Segment Start: Data supplied
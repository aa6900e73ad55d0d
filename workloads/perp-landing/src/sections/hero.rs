//! Hero banner section.

use super::html_escape;
use crate::data::HeroContent;

/// Render the hero banner section.
pub fn render_hero(content: &HeroContent) -> String {
    format!(
        r##"<section class="hero" data-section="hero">
    <div class="hero-content">
        <h1 class="hero-brand">{}</h1>
        <p class="hero-tagline">{}</p>
        <div class="hero-actions">
            <a href="{}" class="btn-outline">{}</a>
            <a href="#{}" class="btn-primary">{}</a>
        </div>
    </div>
</section>"##,
        html_escape(&content.brand),
        html_escape(&content.tagline),
        html_escape(&content.secondary_cta_url),
        html_escape(&content.secondary_cta_text),
        html_escape(&content.cta_anchor),
        html_escape(&content.cta_text)
    )
}
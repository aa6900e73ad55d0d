//! Page session identifiers.

use std::sync::atomic::{AtomicU64, Ordering};
use std::time::{SystemTime, UNIX_EPOCH};

static SESSION_COUNTER: AtomicU64 = AtomicU64::new(0);

/// Identifier for one page session, used to correlate log lines.
#[derive(Debug, Clone, PartialEq, Eq, Hash)]
pub struct SessionId(pub String);

impl SessionId {
    /// Generate a new session ID.
    pub fn generate() -> Self {
        let nanos = SystemTime::now()
            .duration_since(UNIX_EPOCH)
            .unwrap_or_default()
            .as_nanos() as u64;
        let seq = SESSION_COUNTER.fetch_add(1, Ordering::Relaxed);
        Self(format!(
            "{:x}-{:x}",
            nanos,
            seq.wrapping_mul(0x517cc1b727220a95) >> 32
        ))
    }

    /// Create from an existing ID string.
    pub fn from_string(id: impl Into<String>) -> Self {
        Self(id.into())
    }

    pub fn as_str(&self) -> &str {
        &self.0
    }
}

impl std::fmt::Display for SessionId {
    fn fmt(&self, f: &mut std::fmt::Formatter<'_>) -> std::fmt::Result {
        write!(f, "{}", self.0)
    }
}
Segment End: Data supplied
Where the string "class" turns up in a line of the data above, copy that whole line.

        r##"<section class="hero" data-section="hero">
    <div class="hero-content">
        <h1 class="hero-brand">{}</h1>
        <p class="hero-tagline">{}</p>
        <div class="hero-actions">
            <a href="{}" class="btn-outline">{}</a>
            <a href="#{}" class="btn-primary">{}</a>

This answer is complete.